| PROBLEM |
From the material below, copy every line in which the word "Serialize" occurs.

┄┄┄┄┄┄┄┄┄┄┄┄┄┄┄┄┄┄┄┄

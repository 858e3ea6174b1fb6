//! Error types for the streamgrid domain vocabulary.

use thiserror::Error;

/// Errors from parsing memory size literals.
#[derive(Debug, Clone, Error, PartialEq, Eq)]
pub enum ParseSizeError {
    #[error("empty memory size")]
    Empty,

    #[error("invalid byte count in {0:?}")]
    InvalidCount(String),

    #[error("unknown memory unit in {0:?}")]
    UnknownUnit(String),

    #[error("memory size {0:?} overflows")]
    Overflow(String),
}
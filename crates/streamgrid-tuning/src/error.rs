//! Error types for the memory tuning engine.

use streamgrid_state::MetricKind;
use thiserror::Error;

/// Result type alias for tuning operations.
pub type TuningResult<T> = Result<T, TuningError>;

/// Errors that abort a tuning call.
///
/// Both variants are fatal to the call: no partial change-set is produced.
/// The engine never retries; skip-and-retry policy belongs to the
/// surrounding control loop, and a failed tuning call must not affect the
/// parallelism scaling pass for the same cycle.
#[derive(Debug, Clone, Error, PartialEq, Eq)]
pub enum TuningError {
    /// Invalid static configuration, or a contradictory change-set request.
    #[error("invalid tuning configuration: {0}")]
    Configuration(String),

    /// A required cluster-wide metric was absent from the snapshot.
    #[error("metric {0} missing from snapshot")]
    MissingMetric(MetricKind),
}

┄┄┄┄┄┄┄┄┄┄┄┄┄┄┄┄┄┄┄┄

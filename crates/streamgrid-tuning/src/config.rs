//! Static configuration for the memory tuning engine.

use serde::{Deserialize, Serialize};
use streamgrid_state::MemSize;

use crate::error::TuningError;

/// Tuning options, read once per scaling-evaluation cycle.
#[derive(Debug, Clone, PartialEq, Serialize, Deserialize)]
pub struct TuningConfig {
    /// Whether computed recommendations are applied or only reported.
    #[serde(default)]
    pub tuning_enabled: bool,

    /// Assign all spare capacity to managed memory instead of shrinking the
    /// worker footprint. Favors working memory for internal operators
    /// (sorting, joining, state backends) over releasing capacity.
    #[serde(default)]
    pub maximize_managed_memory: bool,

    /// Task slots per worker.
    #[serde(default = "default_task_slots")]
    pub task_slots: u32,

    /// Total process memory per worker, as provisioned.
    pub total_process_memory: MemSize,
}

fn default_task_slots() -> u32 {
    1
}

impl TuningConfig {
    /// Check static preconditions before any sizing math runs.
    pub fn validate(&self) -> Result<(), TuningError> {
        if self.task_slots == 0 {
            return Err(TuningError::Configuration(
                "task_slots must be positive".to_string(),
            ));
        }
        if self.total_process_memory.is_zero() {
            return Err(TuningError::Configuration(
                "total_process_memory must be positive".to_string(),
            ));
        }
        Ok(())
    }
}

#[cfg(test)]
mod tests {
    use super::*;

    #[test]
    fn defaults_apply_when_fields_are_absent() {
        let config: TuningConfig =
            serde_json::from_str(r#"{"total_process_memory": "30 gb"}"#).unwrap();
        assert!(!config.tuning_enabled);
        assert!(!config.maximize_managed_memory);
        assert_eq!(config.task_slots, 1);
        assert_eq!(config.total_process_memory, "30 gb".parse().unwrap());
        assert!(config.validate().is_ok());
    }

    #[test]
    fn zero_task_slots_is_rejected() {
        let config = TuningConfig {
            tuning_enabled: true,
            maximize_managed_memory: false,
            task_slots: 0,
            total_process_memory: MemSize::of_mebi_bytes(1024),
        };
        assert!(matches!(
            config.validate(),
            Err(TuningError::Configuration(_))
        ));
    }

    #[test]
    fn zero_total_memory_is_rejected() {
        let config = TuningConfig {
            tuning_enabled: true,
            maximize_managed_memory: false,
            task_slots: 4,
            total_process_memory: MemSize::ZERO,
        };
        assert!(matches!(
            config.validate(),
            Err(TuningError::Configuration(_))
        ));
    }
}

┄┄┄┄┄┄┄┄┄┄┄┄┄┄┄┄┄┄┄┄

| OUTPUT |
use serde::{Deserialize, Serialize};
#[derive(Debug, Clone, PartialEq, Serialize, Deserialize)]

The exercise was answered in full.